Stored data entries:
Segment Open
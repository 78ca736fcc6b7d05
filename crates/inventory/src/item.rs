use rust_decimal::Decimal;
use serde::{Deserialize, Serialize};

use pantry_core::{DomainError, DomainResult};

/// Product name: the natural key of an inventory row (trimmed, non-empty).
#[derive(Debug, Clone, PartialEq, Eq, Hash, PartialOrd, Ord, Serialize, Deserialize)]
#[serde(try_from = "String", into = "String")]
pub struct ProductName(String);

impl ProductName {
    pub fn parse(raw: &str) -> DomainResult<Self> {
        let trimmed = raw.trim();
        if trimmed.is_empty() {
            return Err(DomainError::validation("product name cannot be empty"));
        }
        Ok(Self(trimmed.to_string()))
    }

    pub fn as_str(&self) -> &str {
        &self.0
    }
}

impl core::fmt::Display for ProductName {
    fn fmt(&self, f: &mut core::fmt::Formatter<'_>) -> core::fmt::Result {
        f.write_str(&self.0)
    }
}

impl TryFrom<String> for ProductName {
    type Error = DomainError;

    fn try_from(value: String) -> Result<Self, Self::Error> {
        Self::parse(&value)
    }
}

impl From<ProductName> for String {
    fn from(value: ProductName) -> Self {
        value.0
    }
}

/// Input for adding a product to the pantry.
#[derive(Debug, Clone, PartialEq, Eq, Deserialize)]
#[serde(rename_all = "camelCase")]
pub struct NewInventoryItem {
    pub product_name: String,
    pub unit_weight: Decimal,
    pub price: Decimal,
    pub quantity: i64,
    pub category: String,
}

/// One stocked product.
///
/// # Invariants
/// - `quantity >= 0`
/// - `unit_weight > 0`, `price >= 0`
/// - `total_weight == unit_weight * quantity` after every mutation
#[derive(Debug, Clone, PartialEq, Eq, Serialize)]
#[serde(rename_all = "camelCase")]
pub struct InventoryItem {
    product_name: ProductName,
    unit_weight: Decimal,
    price: Decimal,
    quantity: i64,
    category: String,
    total_weight: Decimal,
}

impl InventoryItem {
    /// Validate input and build a new row with its derived total weight.
    pub fn create(new: NewInventoryItem) -> DomainResult<Self> {
        let product_name = ProductName::parse(&new.product_name)?;
        ensure_unit_weight(new.unit_weight)?;
        ensure_price(new.price)?;
        ensure_quantity(new.quantity)?;

        Ok(Self {
            product_name,
            unit_weight: new.unit_weight,
            price: new.price,
            quantity: new.quantity,
            category: new.category.trim().to_string(),
            total_weight: total_weight_of(new.unit_weight, new.quantity)?,
        })
    }

    /// Rehydrate a row read back from storage.
    ///
    /// The stored `total_weight` must agree with `unit_weight * quantity`;
    /// a disagreement means the row was written outside this type.
    pub fn from_stored(
        product_name: ProductName,
        unit_weight: Decimal,
        price: Decimal,
        quantity: i64,
        category: String,
        total_weight: Decimal,
    ) -> DomainResult<Self> {
        ensure_unit_weight(unit_weight)?;
        ensure_price(price)?;
        if quantity < 0 {
            return Err(DomainError::invariant(format!(
                "stored quantity for {product_name} is negative ({quantity})"
            )));
        }
        let expected = unit_weight
            .checked_mul(Decimal::from(quantity))
            .ok_or_else(|| {
                DomainError::invariant(format!("stored quantity for {product_name} overflows its weight"))
            })?;
        if expected != total_weight {
            return Err(DomainError::invariant(format!(
                "stored total weight for {product_name} is {total_weight}, expected {expected}"
            )));
        }

        Ok(Self {
            product_name,
            unit_weight,
            price,
            quantity,
            category,
            total_weight,
        })
    }

    pub fn product_name(&self) -> &ProductName {
        &self.product_name
    }

    pub fn unit_weight(&self) -> Decimal {
        self.unit_weight
    }

    pub fn price(&self) -> Decimal {
        self.price
    }

    pub fn quantity(&self) -> i64 {
        self.quantity
    }

    pub fn category(&self) -> &str {
        &self.category
    }

    pub fn total_weight(&self) -> Decimal {
        self.total_weight
    }

    /// Weight of `quantity` units of this product.
    pub fn weight_for(&self, quantity: i64) -> DomainResult<Decimal> {
        total_weight_of(self.unit_weight, quantity)
    }

    /// Price of `quantity` units of this product.
    pub fn price_for(&self, quantity: i64) -> DomainResult<Decimal> {
        self.price.checked_mul(Decimal::from(quantity)).ok_or_else(|| {
            DomainError::validation(format!("price of {quantity} x {} is too large", self.product_name))
        })
    }

    /// Check whether `quantity` units weighing `weight` could be deducted now.
    ///
    /// Pure: never mutates. `deduct` runs the same checks before applying.
    pub fn check_deduction(&self, quantity: i64, weight: Decimal) -> DomainResult<()> {
        if quantity <= 0 {
            return Err(DomainError::validation(format!(
                "quantity for {} must be positive",
                self.product_name
            )));
        }
        if quantity > self.quantity {
            return Err(DomainError::insufficient_stock(
                self.product_name.as_str(),
                quantity,
                self.quantity,
            ));
        }
        let expected = self.weight_for(quantity)?;
        if weight != expected {
            return Err(DomainError::validation(format!(
                "weight for {} x{} must be {expected}, got {weight}",
                self.product_name, quantity
            )));
        }
        Ok(())
    }

    /// Remove `quantity` units (and their `weight`) from stock.
    pub fn deduct(&mut self, quantity: i64, weight: Decimal) -> DomainResult<()> {
        self.check_deduction(quantity, weight)?;
        self.quantity -= quantity;
        self.total_weight -= weight;
        debug_assert_eq!(Ok(self.total_weight), self.weight_for(self.quantity));
        Ok(())
    }

    /// Admin edit: set a new price and on-hand quantity.
    ///
    /// Unit weight is fixed for the life of the row, so total weight is
    /// recomputed from it.
    pub fn update(&mut self, price: Decimal, quantity: i64) -> DomainResult<()> {
        ensure_price(price)?;
        ensure_quantity(quantity)?;
        let total_weight = self.weight_for(quantity)?;
        self.price = price;
        self.quantity = quantity;
        self.total_weight = total_weight;
        Ok(())
    }
}

/// `unit_weight * quantity`, or a validation error if it does not fit a `Decimal`.
fn total_weight_of(unit_weight: Decimal, quantity: i64) -> DomainResult<Decimal> {
    unit_weight
        .checked_mul(Decimal::from(quantity))
        .ok_or_else(|| DomainError::validation(format!("total weight of {quantity} units is too large")))
}

fn ensure_unit_weight(unit_weight: Decimal) -> DomainResult<()> {
    if unit_weight <= Decimal::ZERO {
        return Err(DomainError::validation("unit weight must be greater than zero"));
    }
    Ok(())
}

fn ensure_price(price: Decimal) -> DomainResult<()> {
    if price < Decimal::ZERO {
        return Err(DomainError::validation("price cannot be negative"));
    }
    Ok(())
}

fn ensure_quantity(quantity: i64) -> DomainResult<()> {
    if quantity < 0 {
        return Err(DomainError::validation("quantity cannot be negative"));
    }
    Ok(())
}

#[cfg(test)]
mod tests {
    use super::*;
    use proptest::prelude::*;

    fn rice(quantity: i64) -> InventoryItem {
        InventoryItem::create(NewInventoryItem {
            product_name: "Sona Masoori Rice".to_string(),
            unit_weight: Decimal::from(20),
            price: Decimal::from(25),
            quantity,
            category: "South Asian".to_string(),
        })
        .unwrap()
    }

    #[test]
    fn create_derives_total_weight() {
        let item = rice(13);
        assert_eq!(item.total_weight(), Decimal::from(260));
        assert_eq!(item.product_name().as_str(), "Sona Masoori Rice");
    }

    #[test]
    fn create_rejects_bad_fields() {
        let base = NewInventoryItem {
            product_name: "Maggi Noodles".to_string(),
            unit_weight: Decimal::ONE,
            price: Decimal::new(50, 2),
            quantity: 400,
            category: "South Asian".to_string(),
        };

        let mut blank = base.clone();
        blank.product_name = "   ".to_string();
        assert!(matches!(InventoryItem::create(blank), Err(DomainError::Validation(_))));

        let mut weightless = base.clone();
        weightless.unit_weight = Decimal::ZERO;
        assert!(matches!(InventoryItem::create(weightless), Err(DomainError::Validation(_))));

        let mut negative_price = base.clone();
        negative_price.price = Decimal::new(-1, 0);
        assert!(matches!(InventoryItem::create(negative_price), Err(DomainError::Validation(_))));

        let mut negative_qty = base;
        negative_qty.quantity = -1;
        assert!(matches!(InventoryItem::create(negative_qty), Err(DomainError::Validation(_))));
    }

    #[test]
    fn deduct_reduces_quantity_and_weight() {
        let mut item = rice(13);
        item.deduct(5, Decimal::from(100)).unwrap();
        assert_eq!(item.quantity(), 8);
        assert_eq!(item.total_weight(), Decimal::from(160));
    }

    #[test]
    fn deduct_more_than_on_hand_is_rejected_without_change() {
        let mut item = rice(2);
        let before = item.clone();
        let err = item.deduct(5, Decimal::from(100)).unwrap_err();
        assert_eq!(
            err,
            DomainError::InsufficientStock {
                product: "Sona Masoori Rice".to_string(),
                requested: 5,
                available: 2,
            }
        );
        assert_eq!(item, before);
    }

    #[test]
    fn deduct_with_inconsistent_weight_is_rejected() {
        let mut item = rice(13);
        let err = item.deduct(1, Decimal::from(7)).unwrap_err();
        assert!(matches!(err, DomainError::Validation(msg) if msg.contains("must be 20")));
        assert_eq!(item.quantity(), 13);
    }

    #[test]
    fn deduct_zero_is_rejected() {
        let mut item = rice(13);
        assert!(matches!(item.deduct(0, Decimal::ZERO), Err(DomainError::Validation(_))));
    }

    #[test]
    fn update_recomputes_total_weight() {
        let mut item = rice(13);
        item.update(Decimal::new(2250, 2), 4).unwrap();
        assert_eq!(item.price(), Decimal::new(2250, 2));
        assert_eq!(item.total_weight(), Decimal::from(80));
    }

    #[test]
    fn oversized_totals_are_rejected_not_overflowed() {
        let huge = NewInventoryItem {
            product_name: "Bulk Atta".to_string(),
            unit_weight: Decimal::MAX,
            price: Decimal::ONE,
            quantity: 2,
            category: "South Asian".to_string(),
        };
        assert!(matches!(InventoryItem::create(huge.clone()), Err(DomainError::Validation(_))));

        let mut single = InventoryItem::create(NewInventoryItem { quantity: 1, ..huge }).unwrap();
        let before = single.clone();
        assert!(matches!(single.update(Decimal::ONE, i64::MAX), Err(DomainError::Validation(_))));
        assert_eq!(single, before);
    }

    #[test]
    fn price_for_reports_overflow() {
        let item = InventoryItem::create(NewInventoryItem {
            product_name: "Saffron".to_string(),
            unit_weight: Decimal::ONE,
            price: Decimal::MAX,
            quantity: 5,
            category: "Spices".to_string(),
        })
        .unwrap();
        assert_eq!(item.price_for(1).unwrap(), Decimal::MAX);
        assert!(matches!(item.price_for(2), Err(DomainError::Validation(_))));
        assert_eq!(item.weight_for(5).unwrap(), Decimal::from(5));
    }

    #[test]
    fn from_stored_rejects_drifted_total_weight() {
        // Seed rows from an older catalogue carried totals that did not match.
        let err = InventoryItem::from_stored(
            ProductName::parse("Toor Dahl (Red Lentils)").unwrap(),
            Decimal::from(7),
            Decimal::new(125, 2),
            1,
            "South Asian".to_string(),
            Decimal::from(70),
        )
        .unwrap_err();
        assert!(matches!(err, DomainError::InvariantViolation(_)));
    }

    #[test]
    fn serializes_with_camel_case_numbers() {
        let json = serde_json::to_value(rice(1)).unwrap();
        assert_eq!(json["productName"], "Sona Masoori Rice");
        assert_eq!(json["quantity"], 1);
        assert!(json["totalWeight"].is_number());
    }

    #[derive(Debug, Clone)]
    enum Op {
        Deduct(i64),
        Update(i64),
    }

    fn op() -> impl Strategy<Value = Op> {
        prop_oneof![
            (1i64..30).prop_map(Op::Deduct),
            (0i64..500).prop_map(Op::Update),
        ]
    }

    proptest! {
        #![proptest_config(ProptestConfig {
            cases: 256,
            ..ProptestConfig::default()
        })]

        /// Property: whatever sequence of deductions and edits is attempted,
        /// quantity never goes negative and total weight stays derived.
        #[test]
        fn stock_invariants_hold(
            unit_weight in 1i64..50,
            start in 0i64..200,
            ops in prop::collection::vec(op(), 0..40)
        ) {
            let mut item = InventoryItem::create(NewInventoryItem {
                product_name: "Kurkure Msl".to_string(),
                unit_weight: Decimal::from(unit_weight),
                price: Decimal::new(89, 2),
                quantity: start,
                category: "South Asian".to_string(),
            }).unwrap();

            for op in ops {
                match op {
                    Op::Deduct(q) => {
                        let before = item.quantity();
                        let result = item.deduct(q, item.weight_for(q).unwrap());
                        prop_assert_eq!(result.is_ok(), q <= before);
                    }
                    Op::Update(q) => {
                        item.update(item.price(), q).unwrap();
                    }
                }
                prop_assert!(item.quantity() >= 0);
                prop_assert_eq!(item.total_weight(), item.weight_for(item.quantity()).unwrap());
            }
        }
    }
}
Segment Closed
» TASK DIRECTIONS: Would you please return all lines of the data that include the word "derived"?

» SOLVED EXERCISE:
    /// Validate input and build a new row with its derived total weight.
        /// quantity never goes negative and total weight stays derived.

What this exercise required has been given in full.